(Beginning of GIVEN INFORMATION)

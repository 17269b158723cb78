//! A doubly linked list

use alloc::sync::{Arc, Weak};
use alloc::vec::Vec;
use rcu_cell::RcuCell;

use core::cell::RefCell;
use core::ops::Deref;
use core::{cmp, fmt};

use crate::collection::{validate_sortable, Collection};
use crate::error::check_index;
use crate::{order, CollectionError, Orderable};

struct Node<T> {
    next: RcuCell<Node<T>>,
    // we use Weak to avoid reference cycles, only `next` owns the neighbour
    prev: RefCell<Weak<Node<T>>>,
    data: T,
}

impl<T> Node<T> {
    fn new(data: T) -> Arc<Self> {
        Arc::new(Node {
            next: RcuCell::none(),
            prev: RefCell::new(Weak::new()),
            data,
        })
    }

    fn set_prev(&self, prev: Option<&Arc<Node<T>>>) {
        *self.prev.borrow_mut() = prev.map_or_else(Weak::new, Arc::downgrade);
    }

    fn prev(&self) -> Option<Arc<Node<T>>> {
        self.prev.borrow().upgrade()
    }
}

/// An element stored in a `LinkedCollection`. You can `deref` it to get the value.
///
/// The entry keeps its element alive even after it is removed from the list.
pub struct Entry<T>(Arc<Node<T>>);

impl<T> Clone for Entry<T> {
    fn clone(&self) -> Self {
        Entry(self.0.clone())
    }
}

impl<T> Deref for Entry<T> {
    type Target = T;
    fn deref(&self) -> &T {
        &self.0.data
    }
}

impl<T: fmt::Debug> fmt::Debug for Entry<T> {
    fn fmt(&self, f: &mut fmt::Formatter<'_>) -> fmt::Result {
        write!(f, "Entry({:?})", self.0.data)
    }
}

impl<T: PartialEq> PartialEq for Entry<T> {
    fn eq(&self, other: &Self) -> bool {
        self.0.data == other.0.data
    }
}

impl<T> AsRef<T> for Entry<T> {
    fn as_ref(&self) -> &T {
        self.deref()
    }
}

impl<T: PartialOrd> PartialOrd for Entry<T> {
    fn partial_cmp(&self, other: &Entry<T>) -> Option<cmp::Ordering> {
        (**self).partial_cmp(&**other)
    }
}

impl<T: Ord> Ord for Entry<T> {
    fn cmp(&self, other: &Entry<T>) -> cmp::Ordering {
        (**self).cmp(&**other)
    }
}

impl<T: Eq> Eq for Entry<T> {}

/// Doubly linked list
///
/// Each node owns its successor and keeps a weak link to its predecessor.
/// Positional operations always walk from the head.
pub struct LinkedCollection<T> {
    head: Option<Arc<Node<T>>>,
    tail: Option<Arc<Node<T>>>,
    size: usize,
}

impl<T> Default for LinkedCollection<T> {
    fn default() -> Self {
        Self::new()
    }
}

impl<T> LinkedCollection<T> {
    /// Creates a new, empty `LinkedCollection`.
    pub const fn new() -> Self {
        Self {
            head: None,
            tail: None,
            size: 0,
        }
    }

    /// Insert an element to the front of the list.
    pub fn add_first(&mut self, elt: T) {
        self.link_front(Node::new(elt));
    }

    /// Returns the first element of the list.
    pub fn get_first(&self) -> Result<Entry<T>, CollectionError> {
        self.head
            .clone()
            .map(Entry)
            .ok_or(CollectionError::EmptyCollection)
    }

    /// Returns the last element of the list.
    pub fn get_last(&self) -> Result<Entry<T>, CollectionError> {
        self.tail
            .clone()
            .map(Entry)
            .ok_or(CollectionError::EmptyCollection)
    }

    /// Removes the first element of the list and returns it, or None if the list is empty.
    pub fn pop_front(&mut self) -> Option<Entry<T>> {
        let old_head = self.head.take()?;
        match old_head.next.take() {
            Some(new_head) => {
                new_head.set_prev(None);
                self.head = Some(new_head);
            }
            None => self.tail = None,
        }
        self.size -= 1;
        Some(Entry(old_head))
    }

    /// Removes the last element of the list and returns it, or None if the list is empty.
    pub fn pop_back(&mut self) -> Option<Entry<T>> {
        let old_tail = self.tail.take()?;
        match old_tail.prev() {
            Some(new_tail) => {
                old_tail.set_prev(None);
                new_tail.next.take();
                self.tail = Some(new_tail);
            }
            None => self.head = None,
        }
        self.size -= 1;
        Some(Entry(old_tail))
    }

    fn link_front(&mut self, node: Arc<Node<T>>) {
        node.set_prev(None);
        match self.head.take() {
            Some(old_head) => {
                old_head.set_prev(Some(&node));
                node.next.write(old_head);
            }
            None => self.tail = Some(node.clone()),
        }
        self.head = Some(node);
        self.size += 1;
    }

    fn link_back(&mut self, node: Arc<Node<T>>) {
        node.set_prev(self.tail.as_ref());
        match self.tail.take() {
            Some(old_tail) => {
                old_tail.next.write(node.clone());
            }
            None => self.head = Some(node.clone()),
        }
        self.tail = Some(node);
        self.size += 1;
    }

    /// Walks `index` steps forward from the head.
    fn walk(&self, index: usize) -> Result<Arc<Node<T>>, CollectionError> {
        let out_of_range = CollectionError::IndexOutOfRange {
            index,
            size: self.size,
        };
        let mut node = self.head.clone().ok_or(out_of_range)?;
        for _ in 0..index {
            node = node.next.read().ok_or(out_of_range)?;
        }
        Ok(node)
    }

    fn nodes(&self) -> Nodes<T> {
        Nodes {
            curr: self.head.clone(),
        }
    }

    // drops the chain node by node, so a long list can't overflow the stack
    fn unlink_all(&mut self) {
        self.tail = None;
        let mut curr = self.head.take();
        while let Some(node) = curr {
            node.set_prev(None);
            curr = node.next.take();
        }
        self.size = 0;
    }
}

/// Forward walk over the nodes of a list.
struct Nodes<T> {
    curr: Option<Arc<Node<T>>>,
}

impl<T> Iterator for Nodes<T> {
    type Item = Arc<Node<T>>;

    fn next(&mut self) -> Option<Self::Item> {
        let curr = self.curr.take()?;
        self.curr = curr.next.read();
        Some(curr)
    }
}

impl<T> Collection<T> for LinkedCollection<T> {
    type Ref<'a>
        = Entry<T>
    where
        Self: 'a;

    /// Appends an element to the back of the list
    fn add(&mut self, elt: T) {
        self.link_back(Node::new(elt));
    }

    fn add_at(&mut self, index: usize, elt: T) -> Result<(), CollectionError> {
        check_index(index, self.size)?;
        if index == 0 {
            self.add_first(elt);
            return Ok(());
        }
        // the last position appends instead of going before the tail
        if index == self.size - 1 {
            self.add(elt);
            return Ok(());
        }

        let prev_node = self.walk(index - 1)?;
        // prev_node is never the tail here, since index < size - 1
        let next_node = prev_node
            .next
            .read()
            .ok_or(CollectionError::IndexOutOfRange {
                index,
                size: self.size,
            })?;
        let new_node = Node::new(elt);
        new_node.set_prev(Some(&prev_node));
        next_node.set_prev(Some(&new_node));
        new_node.next.write(next_node);
        prev_node.next.write(new_node);
        self.size += 1;
        Ok(())
    }

    fn get(&self, index: usize) -> Result<Entry<T>, CollectionError> {
        check_index(index, self.size)?;
        if index == 0 {
            return self.get_first();
        }
        if index == self.size - 1 {
            return self.get_last();
        }
        self.walk(index).map(Entry)
    }

    fn remove(&mut self, index: usize) -> Result<(), CollectionError> {
        check_index(index, self.size)?;
        if index == 0 {
            self.pop_front();
            return Ok(());
        }
        if index == self.size - 1 {
            self.pop_back();
            return Ok(());
        }

        let curr_node = self.walk(index)?;
        let out_of_range = CollectionError::IndexOutOfRange {
            index,
            size: self.size,
        };
        // an inner node always has both neighbours
        let prev_node = curr_node.prev().ok_or(out_of_range)?;
        let next_node = curr_node.next.read().ok_or(out_of_range)?;
        next_node.set_prev(Some(&prev_node));
        prev_node.next.write(next_node);
        curr_node.next.take();
        curr_node.set_prev(None);
        self.size -= 1;
        Ok(())
    }

    fn clear(&mut self) {
        tracing::debug!(size = self.size, "linked collection cleared");
        self.unlink_all();
    }

    fn sorted(&mut self) -> Result<(), CollectionError>
    where
        T: Orderable,
    {
        let mut nodes: Vec<Arc<Node<T>>> = Vec::with_capacity(self.size);
        nodes.extend(self.nodes());
        validate_sortable(nodes.iter().map(|node| &node.data))?;

        tracing::trace!(size = self.size, "sorting linked collection");
        nodes.sort_unstable_by(|a, b| order::compare(&a.data, &b.data));
        self.unlink_all();
        for node in nodes {
            self.link_back(node);
        }
        Ok(())
    }

    fn size(&self) -> usize {
        self.size
    }
}

impl<T> Drop for LinkedCollection<T> {
    fn drop(&mut self) {
        self.unlink_all();
    }
}

impl<T: fmt::Debug> fmt::Debug for LinkedCollection<T> {
    fn fmt(&self, f: &mut fmt::Formatter<'_>) -> fmt::Result {
        f.debug_list().entries(self.nodes().map(Entry)).finish()
    }
}

impl<T> FromIterator<T> for LinkedCollection<T> {
    fn from_iter<I: IntoIterator<Item = T>>(iter: I) -> Self {
        let mut list = Self::new();
        for elt in iter {
            list.add(elt);
        }
        list
    }
}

(End of GIVEN INFORMATION)

WHAT THE TASK ASKS:
Write out every line in the data that holds the string "other".

SOLUTION FOR THIS PROBLEM:
    fn eq(&self, other: &Self) -> bool {
        self.0.data == other.0.data
    fn partial_cmp(&self, other: &Entry<T>) -> Option<cmp::Ordering> {
        (**self).partial_cmp(&**other)
    fn cmp(&self, other: &Entry<T>) -> cmp::Ordering {
        (**self).cmp(&**other)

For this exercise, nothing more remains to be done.